When Barbara Garcia was 23 and working to organize a free-lunch program for families living in migrant farmworker camps, she came to a realization.
"I would walk through the camps and see that the people who were feeding us were going hungry, and I associated that with a lack of food security and also a danger to health," said Garcia (Oakes '84, community studies).
So, five years later, when the opportunity came to help start Salud Para La Gente, a tiny health clinic for those same low-income residents in Watsonville, Garcia gave up her goal of being a teacher and jumped at the chance. Little did she know where that decision would lead.
Today, Garcia oversees 20 health clinics, two hospitals, and hundreds of programs in her role as head of San Francisco's mammoth Department of Public Health.
"It's a big job. It's a fun job," said Garcia, 59, who directs a department with a $2 billion budget and 8,000 employees. "Every day is incredible."
Garcia grew up in a blended family of 18 children. Her father worked in the Long Beach shipyards and her mom worked in the defense industry. It was there, in the beachside city known for its port and aircraft industry, that Garcia got her first taste of community organizing.
At 14, she found a job in a food pantry at a neighborhood center.
"It gave me a great perspective on how to work with people in need," said Garcia, who was the first in her family to graduate from college. "The one thing I learned was how to give respect to people who were seeking basic needs."
It's a lesson that has guided her life and her career.
In 1989, when a 6.9-magnitude earthquake roared through Watsonville, damaging its hospital, Garcia, then director of the Salud Para La Gente clinic, threw open the facility's doors. Residents flocked to her tiny center to receive medical care, food, and clothing—10,000 people in all.
When Garcia came to San Francisco as director of homeless services, she helped start an all-day triage-like event called Homeless Connect. There, volunteers and staff linked those living on the streets to services they needed—everything from finding an apartment to getting a new pair of glasses. The program has now been modeled in 56 cities.
Sitting in her office overlooking San Francisco City Hall, Garcia ran through a dizzying list of programs her department supervises: everything from restaurant inspections to running a health network that serves 120,000 patients as part of the Affordable Care Act, to providing mental health services, and managing more than 2,000 units of housing.
She has lofty goals, like reducing HIV deaths and transmissions in San Francisco to zero, and sustaining a health network that will keep the two hospitals under her care strong and financially healthy.

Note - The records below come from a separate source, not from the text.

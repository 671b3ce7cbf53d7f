//! Liveness report for load balancers and operators.

use axum::extract::State;
use axum::http::StatusCode;
use axum::response::IntoResponse;
use axum::{routing::get, Json, Router};
use doghouse_db::repositories::DogRepo;
use serde::Serialize;

use crate::state::AppState;

#[derive(Debug, Serialize)]
pub struct HealthReport {
    /// `ok` when the catalog table answers, `degraded` otherwise.
    pub status: &'static str,
    pub version: &'static str,
    pub db_healthy: bool,
    /// Dogs currently in the catalog; absent when the database is down.
    #[serde(skip_serializing_if = "Option::is_none")]
    pub dog_count: Option<i64>,
    /// Breeds loaded from `BREEDS_PATH` at startup.
    pub breed_count: usize,
}

/// GET /health
///
/// Answers 200 while the dog catalog is readable and 503 otherwise, so a
/// load balancer can drain an instance that lost its database.
async fn health(State(state): State<AppState>) -> impl IntoResponse {
    let dog_count = match DogRepo::count(&state.pool).await {
        Ok(count) => Some(count),
        Err(err) => {
            tracing::warn!(error = %err, "Health check could not read the dog catalog");
            None
        }
    };
    let db_healthy = dog_count.is_some();

    let (code, status) = if db_healthy {
        (StatusCode::OK, "ok")
    } else {
        (StatusCode::SERVICE_UNAVAILABLE, "degraded")
    };

    let report = HealthReport {
        status,
        version: env!("CARGO_PKG_VERSION"),
        db_healthy,
        dog_count,
        breed_count: state.breeds.len(),
    };
    (code, Json(report))
}

/// Routes mounted at the root, outside `/api/v1`.
pub fn router() -> Router<AppState> {
    Router::new().route("/health", get(health))
}
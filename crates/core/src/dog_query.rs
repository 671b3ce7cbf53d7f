//! Dog listing filters.
//!
//! [`DogFilters`] is the raw query string; [`compose`] turns it into a
//! declarative [`DogQuery`] that the repository layer renders to SQL.
//! Birth-date bounds compare by year only: `birth_date_gte=2013` matches any
//! dog born in 2013 or later, regardless of month and day.

use chrono::{Datelike, NaiveDate};
use serde::Deserialize;

use crate::error::CoreError;

/// Query parameters for `GET /dogs`. Unknown keys are ignored.
#[derive(Debug, Clone, Default, Deserialize)]
pub struct DogFilters {
    pub breed: Option<String>,
    pub estimated_adult_size: Option<String>,
    pub birth_date_gte: Option<String>,
    pub birth_date_lte: Option<String>,
}

/// Conjunction of constraints on the dog catalog. `None` = unconstrained.
#[derive(Debug, Clone, Default, PartialEq, Eq)]
pub struct DogQuery {
    pub breed: Option<String>,
    pub estimated_adult_size: Option<String>,
    pub min_birth_year: Option<i32>,
    pub max_birth_year: Option<i32>,
}

impl DogQuery {
    pub fn is_unfiltered(&self) -> bool {
        *self == Self::default()
    }

    /// Evaluate the query against a single record.
    pub fn matches(&self, breed: &str, estimated_adult_size: &str, birth_date: NaiveDate) -> bool {
        let year = birth_date.year();
        self.breed.as_deref().map_or(true, |b| b == breed)
            && self
                .estimated_adult_size
                .as_deref()
                .map_or(true, |s| s == estimated_adult_size)
            && self.min_birth_year.map_or(true, |min| year >= min)
            && self.max_birth_year.map_or(true, |max| year <= max)
    }
}

/// Build a [`DogQuery`] from raw filters.
///
/// Empty values are treated as absent, matching how browsers submit blank
/// form fields.
pub fn compose(filters: &DogFilters) -> Result<DogQuery, CoreError> {
    Ok(DogQuery {
        breed: non_empty(filters.breed.as_deref()),
        estimated_adult_size: non_empty(filters.estimated_adult_size.as_deref()),
        min_birth_year: non_empty(filters.birth_date_gte.as_deref())
            .map(|v| parse_year("birth_date_gte", &v))
            .transpose()?,
        max_birth_year: non_empty(filters.birth_date_lte.as_deref())
            .map(|v| parse_year("birth_date_lte", &v))
            .transpose()?,
    })
}

fn non_empty(value: Option<&str>) -> Option<String> {
    value
        .map(str::trim)
        .filter(|v| !v.is_empty())
        .map(str::to_string)
}

/// Accept a bare year (`2013`) or an ISO date (`2013-06-01`, year kept).
fn parse_year(param: &str, value: &str) -> Result<i32, CoreError> {
    if let Ok(year) = value.parse::<i32>() {
        return Ok(year);
    }
    value.parse::<NaiveDate>().map(|d| d.year()).map_err(|_| {
        CoreError::Validation(format!(
            "{param} must be a year or a YYYY-MM-DD date, got '{value}'"
        ))
    })
}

But for Garcia, it's always about the community she serves—whether it was during her years at UC Santa Cruz where she was exposed to the needs of farmworkers and low-income residents or on the streets of the city she now calls home.
"One thing I tell my executives is that they can't get lost in their own power dynamics. We have to keep to the mission we are here for, and that is to improve the health of San Franciscans," Garcia said. "We really have to focus on who we are here to serve."
Little known fact: During her free time, San Francisco Public Health Department Director Barbara Garcia trains and competes as a powerlifter. The 5-foot Garcia can deadlift 320 pounds.